Friday nights in the fall were party time. It was Friday night football at the area high schools. We covered home games for the three high schools in our service area, including that the major rivalry games were on the same night and every other year I carefully delegated staff and equipment to cover 2 football games. Canton and Salem were each other’s rival and shared the same field, so no matter who the home team was the game was always played in our service area. On that same night, Northville played its major rival, Novi. We didn’t tape the game when it was in Novi, where their cable company covered the game, but when it was in Northville, I had to make sure I had a team out there. The greatest stress for me that night was that I wasn’t on location for the actual game, although I was there getting the production team set up before the game. That was the night I really was a producer; putting my associate producer and my best intern in Northville while travelling back to Canton where our engineer and another producer who was a football fan had volunteered to direct. I loved it and thrived on it. The rivalry football games were the most watched and most requested replays of the year.

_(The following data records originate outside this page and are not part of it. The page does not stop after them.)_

//! Discounts

use rust_decimal::{Decimal, RoundingStrategy};

use crate::{
    cart::Cart,
    coupons::{Coupon, DiscountType},
};

/// Decimal places a reported discount is rounded to.
pub const DISCOUNT_DECIMAL_PLACES: u32 = 2;

/// Calculates the discount a coupon gives on a cart.
///
/// The result is never negative and never exceeds the cart value.
pub fn calculate_discount(coupon: &Coupon, cart: &Cart) -> Decimal {
    discount_on_value(coupon, cart.value())
}

/// Calculates the discount a coupon gives on an already aggregated cart value.
pub fn discount_on_value(coupon: &Coupon, cart_value: Decimal) -> Decimal {
    let discount = match coupon.discount_type {
        DiscountType::Flat => coupon.discount_value.min(cart_value),
        DiscountType::Percent => {
            let discount = percent_of(cart_value, coupon.discount_value);

            coupon
                .max_discount_amount
                .map_or(discount, |max| discount.min(max))
        }
    };

    discount.clamp(Decimal::ZERO, cart_value.max(Decimal::ZERO))
}

/// `value * percent / 100`, dividing first when the product would overflow.
fn percent_of(value: Decimal, percent: Decimal) -> Decimal {
    value.checked_mul(percent).map_or_else(
        || (value / Decimal::ONE_HUNDRED).saturating_mul(percent),
        |product| product / Decimal::ONE_HUNDRED,
    )
}

/// Round a discount to the reported precision, halves away from zero.
pub fn round_discount(amount: Decimal) -> Decimal {
    amount.round_dp_with_strategy(
        DISCOUNT_DECIMAL_PLACES,
        RoundingStrategy::MidpointAwayFromZero,
    )
}

#[cfg(test)]
mod tests {
    use rust_decimal::dec;
    use testresult::TestResult;

    use crate::cart::CartLine;

    use super::*;

    fn coupon(discount_type: DiscountType, value: Decimal) -> Result<Coupon, jiff::Error> {
        Ok(Coupon::new(
            "TEST",
            "Discount for testing",
            discount_type,
            value,
            "2024-01-01T00:00:00Z".parse()?,
            "2024-12-31T23:59:59Z".parse()?,
        ))
    }

    fn cart(value: Decimal) -> Cart {
        Cart::with_lines([CartLine::new("p-1", "general", value, 1)])
    }

    #[test]
    fn flat_discount_applies_full_value() -> TestResult {
        let coupon = coupon(DiscountType::Flat, dec!(100))?;

        assert_eq!(calculate_discount(&coupon, &cart(dec!(1200))), dec!(100));

        Ok(())
    }

    #[test]
    fn flat_discount_never_exceeds_cart_value() -> TestResult {
        let coupon = coupon(DiscountType::Flat, dec!(100))?;

        assert_eq!(calculate_discount(&coupon, &cart(dec!(40))), dec!(40));
        assert_eq!(calculate_discount(&coupon, &Cart::new()), Decimal::ZERO);

        Ok(())
    }

    #[test]
    fn percent_discount_without_cap() -> TestResult {
        let coupon = coupon(DiscountType::Percent, dec!(15))?;

        assert_eq!(calculate_discount(&coupon, &cart(dec!(200))), dec!(30));

        Ok(())
    }

    #[test]
    fn percent_discount_is_capped() -> TestResult {
        let coupon = coupon(DiscountType::Percent, dec!(20))?.with_max_discount(dec!(1000));

        assert_eq!(calculate_discount(&coupon, &cart(dec!(10000))), dec!(1000));
        assert_eq!(calculate_discount(&coupon, &cart(dec!(4000))), dec!(800));

        Ok(())
    }

    #[test]
    fn percent_over_one_hundred_is_bounded_by_cart_value() -> TestResult {
        let coupon = coupon(DiscountType::Percent, dec!(150))?;

        assert_eq!(calculate_discount(&coupon, &cart(dec!(80))), dec!(80));

        Ok(())
    }

    #[test]
    fn round_discount_rounds_half_away_from_zero() {
        assert_eq!(round_discount(dec!(10.005)), dec!(10.01));
        assert_eq!(round_discount(dec!(10.004)), dec!(10.00));
        assert_eq!(round_discount(dec!(33.3333)), dec!(33.33));
    }

    #[test]
    fn percent_discount_on_huge_cart_does_not_overflow() -> TestResult {
        let half_max = Decimal::MAX / Decimal::TWO;
        let full = coupon(DiscountType::Percent, dec!(100))?;
        let fifth = coupon(DiscountType::Percent, dec!(20))?;

        let discount = calculate_discount(&full, &cart(half_max));
        assert!(discount > Decimal::ZERO);
        assert!(discount <= half_max);

        let discount = calculate_discount(&fifth, &cart(half_max));
        assert!(discount > Decimal::ZERO);
        assert!(discount < half_max);

        Ok(())
    }

    #[test]
    fn discount_stays_within_bounds() -> TestResult {
        let values = [dec!(0), dec!(0.01), dec!(9.99), dec!(500), dec!(123456.78)];
        let coupons = [
            coupon(DiscountType::Flat, dec!(50))?,
            coupon(DiscountType::Flat, dec!(100000))?,
            coupon(DiscountType::Percent, dec!(7.5))?,
            coupon(DiscountType::Percent, dec!(100))?,
            coupon(DiscountType::Percent, dec!(30))?.with_max_discount(dec!(25)),
        ];

        for value in values {
            for coupon in &coupons {
                let discount = calculate_discount(coupon, &cart(value));

                assert!(discount >= Decimal::ZERO, "{} gave {discount}", coupon.code);
                assert!(discount <= value, "{} gave {discount} on {value}", coupon.code);
            }
        }

        Ok(())
    }
}
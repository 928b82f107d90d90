//! Fixtures
//!
//! YAML fixture sets describing coupons, users, carts and redemptions.
//!
//! A set named `default` lives in `<base>/coupons/default.yml`,
//! `<base>/users/default.yml`, `<base>/carts/default.yml` and, optionally,
//! `<base>/usage/default.yml`.

use std::{
    fs,
    io::ErrorKind,
    path::{Path, PathBuf},
    str::FromStr,
};

use rust_decimal::Decimal;
use rustc_hash::FxHashMap;
use rusty_money::iso::Currency;
use thiserror::Error;

use crate::{
    cart::Cart,
    catalog::{CatalogError, CouponCatalog},
    coupons::UnknownDiscountType,
    fixtures::{
        carts::CartsFixture, coupons::CouponsFixture, usage::UsageFixture, users::UsersFixture,
    },
    money::{MoneyFormatError, parse_currency},
    requests::BestCouponRequest,
    usage::UsageLedger,
    users::UserContext,
};

pub mod carts;
pub mod coupons;
pub mod usage;
pub mod users;

/// Fixture Parsing Errors
#[derive(Debug, Error)]
pub enum FixtureError {
    /// IO error reading fixture files
    #[error("Failed to read fixture file: {0}")]
    Io(#[from] std::io::Error),

    /// YAML parsing error
    #[error("Failed to parse YAML: {0}")]
    Yaml(#[from] serde_norway::Error),

    /// Invalid amount format
    #[error("Invalid amount: {0}")]
    InvalidAmount(String),

    /// Unknown currency code
    #[error(transparent)]
    Currency(#[from] MoneyFormatError),

    /// Unknown discount type
    #[error(transparent)]
    DiscountType(#[from] UnknownDiscountType),

    /// Coupon rejected by the catalog
    #[error(transparent)]
    Catalog(#[from] CatalogError),

    /// Coupon not found
    #[error("Coupon not found: {0}")]
    CouponNotFound(String),

    /// User not found
    #[error("User not found: {0}")]
    UserNotFound(String),

    /// Cart not found
    #[error("Cart not found: {0}")]
    CartNotFound(String),
}

/// Parse a decimal amount such as `"1200.50"`.
///
/// # Errors
///
/// Returns [`FixtureError::InvalidAmount`] if the string is not a decimal number.
pub fn parse_amount(s: &str) -> Result<Decimal, FixtureError> {
    Decimal::from_str(s.trim()).map_err(|_err| FixtureError::InvalidAmount(s.to_string()))
}

/// Parse an optional decimal amount.
///
/// # Errors
///
/// Returns [`FixtureError::InvalidAmount`] if the string is present but not a decimal number.
pub fn parse_optional_amount(s: Option<&str>) -> Result<Option<Decimal>, FixtureError> {
    s.map(parse_amount).transpose()
}

/// Fixture
#[derive(Debug)]
pub struct Fixture {
    /// Base path for fixture files
    base_path: PathBuf,

    /// Coupons loaded so far
    catalog: CouponCatalog,

    /// Users keyed by fixture name
    users: FxHashMap<String, UserContext>,

    /// Carts keyed by fixture name
    carts: FxHashMap<String, Cart>,

    /// Recorded redemptions
    ledger: UsageLedger,

    /// Currency carts are priced in
    currency: Option<&'static Currency>,
}

impl Fixture {
    /// Create a new empty fixture with default base path
    pub fn new() -> Self {
        Self::with_base_path("./fixtures")
    }

    /// Create a new empty fixture with custom base path
    pub fn with_base_path(base_path: impl Into<PathBuf>) -> Self {
        Self {
            base_path: base_path.into(),
            catalog: CouponCatalog::new(),
            users: FxHashMap::default(),
            carts: FxHashMap::default(),
            ledger: UsageLedger::new(),
            currency: None,
        }
    }

    fn path(&self, kind: &str, name: &str) -> PathBuf {
        self.base_path.join(kind).join(format!("{name}.yml"))
    }

    /// Load coupons from a YAML fixture file
    ///
    /// # Errors
    ///
    /// Returns an error if the file cannot be read or parsed, or if a coupon is
    /// invalid or duplicates an existing code.
    pub fn load_coupons(&mut self, name: &str) -> Result<&mut Self, FixtureError> {
        let contents = fs::read_to_string(self.path("coupons", name))?;
        let fixture: CouponsFixture = serde_norway::from_str(&contents)?;

        for coupon_fixture in fixture.coupons {
            self.catalog.insert(coupon_fixture.try_into()?)?;
        }

        Ok(self)
    }

    /// Load users from a YAML fixture file
    ///
    /// # Errors
    ///
    /// Returns an error if the file cannot be read or parsed.
    pub fn load_users(&mut self, name: &str) -> Result<&mut Self, FixtureError> {
        let contents = fs::read_to_string(self.path("users", name))?;
        let fixture: UsersFixture = serde_norway::from_str(&contents)?;

        for (key, user_fixture) in fixture.users {
            self.users.insert(key, user_fixture.try_into()?);
        }

        Ok(self)
    }

    /// Load carts from a YAML fixture file
    ///
    /// # Errors
    ///
    /// Returns an error if the file cannot be read or parsed, or if the currency is unknown.
    pub fn load_carts(&mut self, name: &str) -> Result<&mut Self, FixtureError> {
        let contents = fs::read_to_string(self.path("carts", name))?;
        let fixture: CartsFixture = serde_norway::from_str(&contents)?;

        self.currency = Some(parse_currency(&fixture.currency)?);

        for (key, lines) in fixture.carts {
            self.carts.insert(key, carts::cart_from_lines(lines)?);
        }

        Ok(self)
    }

    /// Load redemptions from a YAML fixture file. A missing file loads nothing.
    ///
    /// Coupons must be loaded first, since redemptions reference them by code.
    ///
    /// # Errors
    ///
    /// Returns an error if the file cannot be parsed or references an unknown coupon.
    pub fn load_usage(&mut self, name: &str) -> Result<&mut Self, FixtureError> {
        let contents = match fs::read_to_string(self.path("usage", name)) {
            Ok(contents) => contents,
            Err(err) if err.kind() == ErrorKind::NotFound => return Ok(self),
            Err(err) => return Err(err.into()),
        };

        let fixture: UsageFixture = serde_norway::from_str(&contents)?;

        for usage_fixture in fixture.usage {
            let usage = usage_fixture.try_into_usage(&self.catalog)?;
            self.ledger.record(usage);
        }

        Ok(self)
    }

    /// Load a complete fixture set (coupons, users, carts and usage with the same name)
    ///
    /// # Errors
    ///
    /// Returns an error if any of the fixture files cannot be loaded.
    pub fn from_set(name: &str) -> Result<Self, FixtureError> {
        Self::from_set_in(name, "./fixtures")
    }

    /// Load a complete fixture set from a custom base path
    ///
    /// # Errors
    ///
    /// Returns an error if any of the fixture files cannot be loaded.
    pub fn from_set_in(name: &str, base_path: impl AsRef<Path>) -> Result<Self, FixtureError> {
        let mut fixture = Self::with_base_path(base_path.as_ref());

        fixture
            .load_coupons(name)?
            .load_users(name)?
            .load_carts(name)?
            .load_usage(name)?;

        Ok(fixture)
    }

    /// Get a user by its fixture key
    ///
    /// # Errors
    ///
    /// Returns [`FixtureError::UserNotFound`] if no user has the key.
    pub fn user(&self, key: &str) -> Result<&UserContext, FixtureError> {
        self.users
            .get(key)
            .ok_or_else(|| FixtureError::UserNotFound(key.to_string()))
    }

    /// Get a cart by its fixture key
    ///
    /// # Errors
    ///
    /// Returns [`FixtureError::CartNotFound`] if no cart has the key.
    pub fn cart(&self, key: &str) -> Result<&Cart, FixtureError> {
        self.carts
            .get(key)
            .ok_or_else(|| FixtureError::CartNotFound(key.to_string()))
    }

    /// Build a best-coupon request from a user key and a cart key
    ///
    /// # Errors
    ///
    /// Returns an error if either key is unknown.
    pub fn request(&self, user: &str, cart: &str) -> Result<BestCouponRequest, FixtureError> {
        Ok(BestCouponRequest::new(
            self.user(user)?.clone(),
            self.cart(cart)?.clone(),
        ))
    }

    /// Coupon catalog
    pub fn catalog(&self) -> &CouponCatalog {
        &self.catalog
    }

    /// Redemption ledger
    pub fn ledger(&self) -> &UsageLedger {
        &self.ledger
    }

    /// Currency carts are priced in, if carts have been loaded
    pub fn currency(&self) -> Option<&'static Currency> {
        self.currency
    }
}

impl Default for Fixture {
    fn default() -> Self {
        Self::new()
    }
}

The atmosphere at the football games was always electric. The crowds were always big and there was a great range of people from parents in the stands to friends and girlfriends of the players who didn’t leave the stands until halftime and kids just supporting their school and enjoying a Friday night with friends. There were band members and their supporters who stayed in the stands even during halftime when the band took the field. There were cheerleaders and pom-pom squads, many of those were girls that were excited and thrilled the first time we brought equipment in to tape gymnastics, their other sport and the one that was all about their own abilities. Most of them really thought it was pretty cool to be the gymnast on TV and not just a cheerleader, although they were proud cheerleaders too.


It was often a hot chocolate night, where we’d get warm drinks out to cold camera operators as we= alternated people to get everyone a short break. I never had trouble getting volunteers to work until 10:30 on a Friday night for football. We often got kids who knew us from other community functions or the public access classes I taught who’d stop by the production truck to say “hi.” Sometimes they were the ones who took the hot drinks out to the crew.


Football brings out community spirit at any level, be it those wonderful Friday nights when I was in high school or as an adult covering high school sports, rowdy Saturday afternoons at college games or at a party on Super Bowl Sunday. It truly is an all-American common denominator.